> **TASK TO COMPLETE**
Look below for the line containing "(Some(a), b) if"; from there, print each line exactly up to and including the line containing "let removed_nodes: BTreeSet<String>", and stop.

> **Saved entries**
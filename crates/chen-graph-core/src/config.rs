//! Engine configuration loaded from TOML
//!
//! ```toml
//! [hash]
//! iterations = 3
//! digest_size = 16
//! node_labels = true
//! edge_labels = true
//!
//! [similarity]
//! edit_distance_threshold = 10
//! upper_bound = 500
//! timeout_secs = 5
//!
//! [summary]
//! node_attributes = ["label", "CODE"]
//! edge_attributes = ["label", "CODE"]
//! ```

use crate::aggregation::SummaryConfig;
use crate::error::{GraphError, Result};
use crate::hash::{WlConfig, DEFAULT_DIGEST_SIZE, DEFAULT_ITERATIONS};
use crate::label;
use crate::similarity::SimilarityConfig;
use serde::{Deserialize, Serialize};
use std::path::Path;

/// Largest digest width accepted, in bytes.
pub const MAX_DIGEST_SIZE: usize = 64;

/// Serializable form of [`WlConfig`]; label functions are switched on by flag.
#[derive(Debug, Clone, PartialEq, Eq, Serialize, Deserialize)]
#[serde(default)]
pub struct HashSettings {
    pub iterations: usize,
    pub digest_size: usize,
    pub node_labels: bool,
    pub edge_labels: bool,
}

impl Default for HashSettings {
    fn default() -> Self {
        Self {
            iterations: DEFAULT_ITERATIONS,
            digest_size: DEFAULT_DIGEST_SIZE,
            node_labels: true,
            edge_labels: true,
        }
    }
}

impl From<&HashSettings> for WlConfig {
    fn from(settings: &HashSettings) -> Self {
        WlConfig {
            iterations: settings.iterations,
            digest_size: settings.digest_size,
            node_label: settings.node_labels.then_some(label::label as label::LabelFn),
            edge_label: settings.edge_labels.then_some(label::label as label::LabelFn),
        }
    }
}

#[derive(Debug, Clone, Default, PartialEq, Eq, Serialize, Deserialize)]
#[serde(default)]
pub struct EngineConfig {
    pub hash: HashSettings,
    pub similarity: SimilarityConfig,
    pub summary: SummaryConfig,
}

impl EngineConfig {
    pub fn from_toml_str(content: &str) -> Result<Self> {
        let config: EngineConfig =
            toml::from_str(content).map_err(|e| GraphError::InvalidConfig(e.to_string()))?;
        config.validate()?;
        Ok(config)
    }

    pub fn load(path: &Path) -> Result<Self> {
        let content = std::fs::read_to_string(path)
            .map_err(|e| GraphError::InvalidConfig(format!("{}: {}", path.display(), e)))?;
        tracing::debug!("Loaded engine config from {}", path.display());
        Self::from_toml_str(&content)
    }

    pub fn validate(&self) -> Result<()> {
        if self.hash.digest_size == 0 || self.hash.digest_size > MAX_DIGEST_SIZE {
            return Err(GraphError::InvalidConfig(format!(
                "digest_size must be between 1 and {}, got {}",
                MAX_DIGEST_SIZE, self.hash.digest_size
            )));
        }
        Ok(())
    }

    pub fn wl_config(&self) -> WlConfig {
        WlConfig::from(&self.hash)
    }
}
//! Label-based structural diff between two graph snapshots
//!
//! Node and edge identity across graphs is label equality: ids from
//! independently exported graphs are not comparable.

use crate::graph::{Adjacency, Graph};
use crate::label;
use crate::model::attrs;
use serde::{Deserialize, Serialize};
use std::collections::BTreeSet;

/// An edge reduced to `(source label, target label, edge label)`.
#[derive(Debug, Clone, PartialEq, Eq, PartialOrd, Ord, Hash, Serialize, Deserialize)]
pub struct EdgeTriple {
    pub source: String,
    pub target: String,
    pub label: String,
}

impl EdgeTriple {
    pub fn new(source: impl Into<String>, target: impl Into<String>, label: impl Into<String>) -> Self {
        EdgeTriple {
            source: source.into(),
            target: target.into(),
            label: label.into(),
        }
    }
}

/// Result of a diff: the annotated change-graph plus the raw label sets it was built from.
///
/// Node ids of [`DiffGraph::graph`] are the (possibly `+`/`-` prefixed)
/// labels; edges carry a signed `label` attribute. With `include_common`, a
/// common label that itself starts with `+` or `-` shares its node with the
/// matching signed label. The raw sets keep the two apart.
#[derive(Debug, Clone)]
pub struct DiffGraph {
    pub graph: Graph,
    pub added_nodes: BTreeSet<String>,
    pub removed_nodes: BTreeSet<String>,
    pub common_nodes: BTreeSet<String>,
    pub added_edges: BTreeSet<EdgeTriple>,
    pub removed_edges: BTreeSet<EdgeTriple>,
    pub common_edges: BTreeSet<EdgeTriple>,
}

impl DiffGraph {
    fn passthrough(graph: Graph) -> Self {
        DiffGraph {
            graph,
            added_nodes: BTreeSet::new(),
            removed_nodes: BTreeSet::new(),
            common_nodes: BTreeSet::new(),
            added_edges: BTreeSet::new(),
            removed_edges: BTreeSet::new(),
            common_edges: BTreeSet::new(),
        }
    }

    /// True when the change-graph has no nodes and no edges.
    pub fn is_empty(&self) -> bool {
        self.graph.node_count() == 0 && self.graph.edge_count() == 0
    }

    /// True when nothing was added or removed.
    pub fn has_changes(&self) -> bool {
        !(self.added_nodes.is_empty()
            && self.removed_nodes.is_empty()
            && self.added_edges.is_empty()
            && self.removed_edges.is_empty())
    }

    pub fn to_adjacency(&self) -> Adjacency {
        self.graph.to_adjacency()
    }

    pub fn to_dot(&self) -> String {
        self.graph.to_dot()
    }
}

fn is_absent(graph: Option<&Graph>) -> bool {
    graph.map_or(true, Graph::is_empty)
}

fn node_labels(graph: &Graph) -> BTreeSet<String> {
    graph.all_nodes().map(label::node_label).collect()
}

fn edge_triples(graph: &Graph) -> BTreeSet<EdgeTriple> {
    graph
        .all_edges()
        .filter_map(|e| {
            let source = graph.node(&e.source)?;
            let target = graph.node(&e.target)?;
            Some(EdgeTriple::new(
                label::node_label(source),
                label::node_label(target),
                label::edge_label(e),
            ))
        })
        .collect()
}

fn signed(sign: char, text: &str) -> String {
    format!("{}{}", sign, text)
}

fn add_signed_edge(graph: &mut Graph, triple: &EdgeTriple, sign: char, changed: &BTreeSet<String>) {
    let endpoint = |l: &String| {
        if changed.contains(l) {
            signed(sign, l)
        } else {
            l.clone()
        }
    };
    add_diff_edge(graph, endpoint(&triple.source), endpoint(&triple.target), signed(sign, &triple.label));
}

fn add_diff_node(graph: &mut Graph, id: String) {
    graph.ensure_node(id.clone(), attrs([("label", id)]));
}

fn add_diff_edge(graph: &mut Graph, source: String, target: String, label: String) {
    add_diff_node(graph, source.clone());
    add_diff_node(graph, target.clone());
    // both endpoints were just ensured
    if let Err(e) = graph.add_edge(source, target, attrs([("label", label)])) {
        tracing::warn!("Skipping diff edge: {}", e);
    }
}

/// Compute the difference between `first` and `second`.
///
/// If exactly one side is absent or empty the other graph is returned
/// unchanged; if both are, the result is empty.
pub fn diff(first: Option<&Graph>, second: Option<&Graph>, include_common: bool) -> DiffGraph {
    let (first, second) = match (first, second) {
        (a, b) if is_absent(a) && is_absent(b) => return DiffGraph::passthrough(Graph::new()),
        (a, Some(b)) if is_absent(a) => return DiffGraph::passthrough(b.clone()),
        (Some(a), b) if is_absent(b) => return DiffGraph::passthrough(a.clone()),
        (Some(a), Some(b)) => (a, b),
        _ => return DiffGraph::passthrough(Graph::new()),
    };

    let first_nodes = node_labels(first);
    let second_nodes = node_labels(second);
    let removed_nodes: BTreeSet<String> = first_nodes.difference(&second_nodes).cloned().collect();
    let added_nodes: BTreeSet<String> = second_nodes.difference(&first_nodes).cloned().collect();
    let common_nodes: BTreeSet<String> = first_nodes.intersection(&second_nodes).cloned().collect();

    let first_edges = edge_triples(first);
    let second_edges = edge_triples(second);
    let removed_edges: BTreeSet<EdgeTriple> = first_edges.difference(&second_edges).cloned().collect();
    let added_edges: BTreeSet<EdgeTriple> = second_edges.difference(&first_edges).cloned().collect();
    let common_edges: BTreeSet<EdgeTriple> = first_edges.intersection(&second_edges).cloned().collect();

    let mut graph = Graph::new();
    for l in &removed_nodes {
        add_diff_node(&mut graph, signed('-', l));
    }
    for l in &added_nodes {
        add_diff_node(&mut graph, signed('+', l));
    }
    if include_common {
        for l in &common_nodes {
            add_diff_node(&mut graph, l.clone());
        }
    }
    for triple in &removed_edges {
        add_signed_edge(&mut graph, triple, '-', &removed_nodes);
    }
    for triple in &added_edges {
        add_signed_edge(&mut graph, triple, '+', &added_nodes);
    }
    if include_common {
        for triple in &common_edges {
            add_diff_edge(&mut graph, triple.source.clone(), triple.target.clone(), triple.label.clone());
        }
    }

    tracing::debug!(
        "Diff: +{} -{} nodes, +{} -{} edges",
        added_nodes.len(),
        removed_nodes.len(),
        added_edges.len(),
        removed_edges.len()
    );

    DiffGraph {
        graph,
        added_nodes,
        removed_nodes,
        common_nodes,
        added_edges,
        removed_edges,
        common_edges,
    }
}

#[cfg(test)]
mod tests {
    use super::*;
    use crate::model::NodeId;
    use crate::test_utils::{foo_and_bar, foo_calls_bar, graph_from};

    #[test]
    fn test_identical_graphs_have_empty_diff() {
        let a = foo_calls_bar();
        let b = foo_calls_bar();
        let d = diff(Some(&a), Some(&b), false);
        assert!(d.is_empty());
        assert!(!d.has_changes());
        assert!(d.to_adjacency().is_empty());
    }

    #[test]
    fn test_removed_edge_between_common_nodes() {
        let d = diff(Some(&foo_calls_bar()), Some(&foo_and_bar()), false);
        assert!(d.added_nodes.is_empty());
        assert!(d.removed_nodes.is_empty());
        assert!(d.added_edges.is_empty());
        assert_eq!(
            d.removed_edges.iter().collect::<Vec<_>>(),
            vec![&EdgeTriple::new("foo", "bar", "call")]
        );
        // endpoints are common, so only the edge label is signed
        assert!(d.graph.has_edge_between(&NodeId::from("foo"), &NodeId::from("bar"), "-call"));
        assert_eq!(d.graph.node_count(), 2);
    }

    #[test]
    fn test_added_node_prefixes_edge_endpoints() {
        let a = foo_and_bar();
        let b = graph_from(
            &[("1", "foo"), ("2", "bar"), ("3", "baz")],
            &[("2", "3", "flow")],
        );
        let d = diff(Some(&a), Some(&b), false);
        assert_eq!(d.added_nodes.iter().collect::<Vec<_>>(), vec!["baz"]);
        assert!(d.graph.contains_node(&NodeId::from("+baz")));
        assert!(d.graph.has_edge_between(&NodeId::from("bar"), &NodeId::from("+baz"), "+flow"));
    }

    #[test]
    fn test_include_common_keeps_unchanged_structure() {
        let a = foo_calls_bar();
        let b = graph_from(&[("1", "foo"), ("2", "bar"), ("3", "qux")], &[("1", "2", "call")]);
        let without = diff(Some(&a), Some(&b), false);
        assert_eq!(without.graph.node_count(), 1);

        let with = diff(Some(&a), Some(&b), true);
        assert_eq!(with.graph.node_count(), 3);
        assert!(with.graph.has_edge_between(&NodeId::from("foo"), &NodeId::from("bar"), "call"));
    }

    #[test]
    fn test_signed_label_collision_shares_a_node() {
        let a = graph_from(&[("1", "x"), ("2", "-x")], &[]);
        let b = graph_from(&[("1", "-x")], &[]);
        let d = diff(Some(&a), Some(&b), true);
        assert_eq!(d.removed_nodes.iter().collect::<Vec<_>>(), vec!["x"]);
        assert_eq!(d.common_nodes.iter().collect::<Vec<_>>(), vec!["-x"]);
        assert_eq!(d.graph.node_count(), 1);
        assert!(d.graph.contains_node(&NodeId::from("-x")));
    }

    #[test]
    fn test_one_side_absent_returns_the_other() {
        let a = foo_calls_bar();
        let d = diff(None, Some(&a), false);
        assert_eq!(d.graph.node_count(), 2);
        assert_eq!(d.graph.edge_count(), 1);
        assert!(!d.has_changes());

        let empty = Graph::new();
        let d = diff(Some(&a), Some(&empty), false);
        assert_eq!(d.graph.node_count(), 2);

        assert!(diff(None, None, false).is_empty());
        assert!(diff(Some(&empty), None, true).is_empty());
    }

    #[test]
    fn test_diff_is_antisymmetric() {
        let a = graph_from(&[("1", "a"), ("2", "b")], &[("1", "2", "x")]);
        let b = graph_from(&[("1", "b"), ("2", "c")], &[("1", "2", "y")]);
        let ab = diff(Some(&a), Some(&b), false);
        let ba = diff(Some(&b), Some(&a), false);
        assert_eq!(ab.added_nodes, ba.removed_nodes);
        assert_eq!(ab.removed_nodes, ba.added_nodes);
        assert_eq!(ab.added_edges, ba.removed_edges);
    }

    #[test]
    fn test_dot_view_shows_signed_labels() {
        let d = diff(Some(&foo_calls_bar()), Some(&foo_and_bar()), false);
        let dot = d.to_dot();
        assert!(dot.starts_with("digraph"));
        assert!(dot.contains("-call"));
        assert!(dot.contains("foo"));
    }
}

> **WRITTEN RESPONSE**
        (Some(a), b) if is_absent(b) => return DiffGraph::passthrough(a.clone()),
        (Some(a), Some(b)) => (a, b),
        _ => return DiffGraph::passthrough(Graph::new()),
    };

    let first_nodes = node_labels(first);
    let second_nodes = node_labels(second);
    let removed_nodes: BTreeSet<String> = first_nodes.difference(&second_nodes).cloned().collect();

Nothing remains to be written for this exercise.